2023.6.3-4 鈴鹿サーキット予選Q1敗退で21位からのスタートとなったが
入賞まであと一歩に迫ったがペナルティに沈む
SUPER GT第3戦の舞台は鈴鹿サーキット。ドライバーにとってチャレンジングなコースレイアウトは、世界でも屈指のテクニカルコースとして有名で、マシンには高いハンドリング性能が求められる。それはつまりLEXUS RC F GT3にとって優位なサーキットであるといえる。RC Fをベースにレーシングマシンとして根本的に手を加えられたGT3マシンは、名だたるヨーロッパのスーパーカーを相手にしても、ハンドリングで優位にあるのだ。
前戦富士で今季初入賞を果たし、その勢いを鈴鹿につなげ、結果を求めたいレースということになる。

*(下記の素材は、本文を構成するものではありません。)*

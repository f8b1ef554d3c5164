//! Solver configuration.
//!
//! Collects everything a solve depends on besides the structure itself:
//! physical constants, the ground-plane location (or its absence), the
//! conditioning threshold used to reject singular systems, and whether
//! the data-parallel stages run on the rayon pool.

use wirecap_core::{GroundPlane, PhysicalConstants};

/// Default reciprocal condition number below which an inversion is rejected.
pub const DEFAULT_RCOND_TOLERANCE: f64 = 1e-13;

/// Solver configuration.
#[derive(Debug, Clone, PartialEq)]
pub struct SolverConfig {
    /// Physical constants of the surrounding medium.
    pub constants: PhysicalConstants,
    /// Grounded plane for the image construction; `None` solves in free space.
    pub ground: Option<GroundPlane>,
    /// Reciprocal 1-norm condition number below which inversion fails.
    pub rcond_tolerance: f64,
    /// Run assembly, extraction and field sampling on the rayon pool.
    pub parallel: bool,
}

impl Default for SolverConfig {
    fn default() -> Self {
        Self {
            constants: PhysicalConstants::default(),
            ground: Some(GroundPlane::default()),
            rcond_tolerance: DEFAULT_RCOND_TOLERANCE,
            parallel: true,
        }
    }
}

impl SolverConfig {
    /// Configuration without a ground plane.
    pub fn free_space() -> Self {
        Self {
            ground: None,
            ..Default::default()
        }
    }

    /// Set the physical constants.
    pub fn with_constants(mut self, constants: PhysicalConstants) -> Self {
        self.constants = constants;
        self
    }

    /// Set the ground plane (`None` for free space).
    pub fn with_ground(mut self, ground: Option<GroundPlane>) -> Self {
        self.ground = ground;
        self
    }

    /// Set the reciprocal condition threshold.
    pub fn with_rcond_tolerance(mut self, tolerance: f64) -> Self {
        self.rcond_tolerance = tolerance;
        self
    }

    /// Enable or disable rayon parallelism.
    pub fn with_parallel(mut self, parallel: bool) -> Self {
        self.parallel = parallel;
        self
    }

    /// Short description used in log output.
    pub fn describe(&self) -> String {
        let ground = match &self.ground {
            Some(plane) => format!(
                "ground plane through ({:.3e}, {:.3e}) normal ({:.3}, {:.3})",
                plane.origin().x,
                plane.origin().y,
                plane.normal().x,
                plane.normal().y
            ),
            None => "free space".to_string(),
        };
        let mode = if self.parallel { "parallel" } else { "serial" };
        format!("{}, {}", ground, mode)
    }
}
//! Sampling the potential of a solved charge distribution on a grid.
//!
//! Produces the data behind a field map; rendering is left to the caller.

use nalgebra::{DMatrix, DVector};
use rayon::prelude::*;
use wirecap_core::{Point2, Structure};

use crate::error::{Error, Result};
use crate::kernel::Kernel;
use crate::segment::SegmentIndex;

/// Rectangular sampling window in meters.
#[derive(Debug, Clone, Copy, PartialEq)]
pub struct MapWindow {
    pub x_min: f64,
    pub x_max: f64,
    pub y_min: f64,
    pub y_max: f64,
}

impl MapWindow {
    pub fn new(x_min: f64, x_max: f64, y_min: f64, y_max: f64) -> Result<Self> {
        let ordered = x_min < x_max && y_min < y_max;
        let finite = [x_min, x_max, y_min, y_max].iter().all(|v| v.is_finite());
        if !(ordered && finite) {
            return Err(Error::InvalidParameter(format!(
                "invalid map window x [{}, {}], y [{}, {}]",
                x_min, x_max, y_min, y_max
            )));
        }
        Ok(Self {
            x_min,
            x_max,
            y_min,
            y_max,
        })
    }

    /// Bounding box of every conductor's `center ± diameter`, always including the origin.
    pub fn around(structure: &Structure) -> Self {
        let mut window = Self {
            x_min: 0.0,
            x_max: 0.0,
            y_min: 0.0,
            y_max: 0.0,
        };
        for conductor in structure.conductors() {
            let center = conductor.center();
            let diam = conductor.diameter_m();
            window.x_min = window.x_min.min(center.x - diam);
            window.x_max = window.x_max.max(center.x + diam);
            window.y_min = window.y_min.min(center.y - diam);
            window.y_max = window.y_max.max(center.y + diam);
        }
        window
    }

    fn axis(min: f64, max: f64, n: usize) -> Vec<f64> {
        if n == 1 {
            return vec![(min + max) / 2.0];
        }
        let step = (max - min) / (n - 1) as f64;
        (0..n).map(|i| min + step * i as f64).collect()
    }
}

/// Potential sampled on a regular grid.
#[derive(Debug, Clone, PartialEq)]
pub struct PotentialMap {
    /// Grid x coordinates (m).
    pub xs: Vec<f64>,
    /// Grid y coordinates (m).
    pub ys: Vec<f64>,
    /// `values[(i, j)]` is the potential (V) at `(xs[i], ys[j])`.
    pub values: DMatrix<f64>,
}

impl PotentialMap {
    /// Superpose `charge[k] · kernel(point, segment k)` over a `resolution × resolution` grid.
    pub fn sample(
        charge: &DVector<f64>,
        index: &SegmentIndex,
        kernel: &dyn Kernel,
        window: &MapWindow,
        resolution: usize,
        parallel: bool,
    ) -> Result<Self> {
        if resolution == 0 {
            return Err(Error::InvalidParameter(
                "map resolution must be at least 1".to_string(),
            ));
        }
        if charge.len() != index.len() {
            return Err(Error::DimensionMismatch {
                expected: index.len(),
                actual: charge.len(),
            });
        }

        let xs = MapWindow::axis(window.x_min, window.x_max, resolution);
        let ys = MapWindow::axis(window.y_min, window.y_max, resolution);

        let potential_at = |point: Point2| -> f64 {
            charge
                .iter()
                .zip(index.iter())
                .map(|(q, seg)| q * kernel.potential(&point, seg))
                .sum()
        };
        let sample_column = |y: &f64| -> Vec<f64> {
            xs.iter().map(|&x| potential_at(Point2::new(x, *y))).collect()
        };

        let columns: Vec<Vec<f64>> = if parallel {
            ys.par_iter().map(sample_column).collect()
        } else {
            ys.iter().map(sample_column).collect()
        };

        let values = DMatrix::from_fn(xs.len(), ys.len(), |i, j| columns[j][i]);
        Ok(Self { xs, ys, values })
    }

    /// Potential at grid node `(i, j)`.
    pub fn at(&self, i: usize, j: usize) -> f64 {
        self.values[(i, j)]
    }

    /// Smallest and largest sampled potential.
    pub fn range(&self) -> (f64, f64) {
        (self.values.min(), self.values.max())
    }

    /// `x,y,potential` rows with a header line.
    pub fn to_csv(&self) -> String {
        let mut out = String::from("x,y,potential\n");
        for (j, y) in self.ys.iter().enumerate() {
            for (i, x) in self.xs.iter().enumerate() {
                out.push_str(&format!("{:e},{:e},{:e}\n", x, y, self.values[(i, j)]));
            }
        }
        out
    }
}
//! Length units accepted in structure files.

use std::fmt;
use std::str::FromStr;

use crate::error::StructureError;

/// Inches per meter, as used for all imperial conversions.
pub const INCHES_PER_METER: f64 = 39.37;

/// A recognized length unit.
#[derive(Debug, Clone, Copy, PartialEq, Eq, Hash)]
pub enum LengthUnit {
    Millimeter,
    Micrometer,
    Centimeter,
    Meter,
    Kilometer,
    /// Thousandth of an inch.
    Mil,
    Inch,
    Foot,
}

impl LengthUnit {
    /// Every recognized unit, in structure-file tag order.
    pub const ALL: [LengthUnit; 8] = [
        LengthUnit::Millimeter,
        LengthUnit::Micrometer,
        LengthUnit::Centimeter,
        LengthUnit::Meter,
        LengthUnit::Kilometer,
        LengthUnit::Mil,
        LengthUnit::Inch,
        LengthUnit::Foot,
    ];

    /// Scale factor converting a value in this unit to meters.
    pub fn meters_per_unit(self) -> f64 {
        match self {
            LengthUnit::Millimeter => 1e-3,
            LengthUnit::Micrometer => 1e-6,
            LengthUnit::Centimeter => 1e-2,
            LengthUnit::Meter => 1.0,
            LengthUnit::Kilometer => 1e3,
            LengthUnit::Mil => 1e-3 / INCHES_PER_METER,
            LengthUnit::Inch => 1.0 / INCHES_PER_METER,
            LengthUnit::Foot => 12.0 / INCHES_PER_METER,
        }
    }

    /// The tag used for this unit in structure files.
    pub fn tag(self) -> &'static str {
        match self {
            LengthUnit::Millimeter => "mm",
            LengthUnit::Micrometer => "um",
            LengthUnit::Centimeter => "cm",
            LengthUnit::Meter => "m",
            LengthUnit::Kilometer => "km",
            LengthUnit::Mil => "mil",
            LengthUnit::Inch => "in",
            LengthUnit::Foot => "ft",
        }
    }

    /// Convert a length in this unit to meters.
    pub fn to_meters(self, value: f64) -> f64 {
        value * self.meters_per_unit()
    }
}

impl FromStr for LengthUnit {
    type Err = StructureError;

    fn from_str(s: &str) -> Result<Self, Self::Err> {
        LengthUnit::ALL
            .into_iter()
            .find(|unit| unit.tag() == s)
            .ok_or_else(|| StructureError::UnknownUnit {
                unit: s.to_string(),
            })
    }
}

impl fmt::Display for LengthUnit {
    fn fmt(&self, f: &mut fmt::Formatter<'_>) -> fmt::Result {
        f.write_str(self.tag())
    }
}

K-tunes Racingは450kmとなるレース距離を、前戦富士を含めて、比較的オーソドクスな戦略で戦ってきた。義務となる2回の給油タイミングを均等に、つまりレースを3分割した形だ。燃費の良いマシンでは1回の給油で走り切れるケースもあるのだが、RC F GT3では基本的には無理。2度の給油ではそれぞれ十分な量が必要になる。つまりトリッキーな作戦は取りにくいのだ。
またコースレイアウトからしてタイヤへの負担は大きい。新しいダンロップタイヤの耐久性は着実に進歩しているものの、実際のレースではまだ十分に確認できていない。
前日の金曜日、台風2号の影響で近畿・東海地区では豪雨が襲い、一部地域では風水害が発生した。鈴鹿はそれほど強い雨ではなかったようだが、それでもサーキットの路面に付着していたハズのラバーは流れ、クリーンな状態になっていた。それがタイヤのパフォーマンスにどのような影響が出るのか??
2ポイントを獲得したため、今回のレースでは6kgのサクセスウエイトとなった。ランキング上位のマシンには70kgものウエイトが乗っていることを考えると、影響はそう大きくはない。
午前中の公式練習、27台のGT300マシンの中で11番手というタイムだった。予選Q1では2組に分けてそれぞれ上位8台が予選Q2へと進めるわけだから、順当にいけば問題ない。ただし得意なサーキットという割りには、やや低調なタイムに終わっていたのは決勝レースを見据えたチェックを重視していたためだ。そしてドライバーはマシンのバランスの良さに、不安を持っていなかった。
予選Q1のA組、新田守男選手が担当。決勝レースを見据えたハードタイヤを選択した。
最初のアタックでは1分58秒532、その時点で6位。このタイムでは不十分と判断し、新田守男選手は連続でアタックに向かった。しかしタイムアップはならず、予選Q1は11番手となり、Q2へと進むことができなかった。8位に入るためには約0.5秒も足りなかった。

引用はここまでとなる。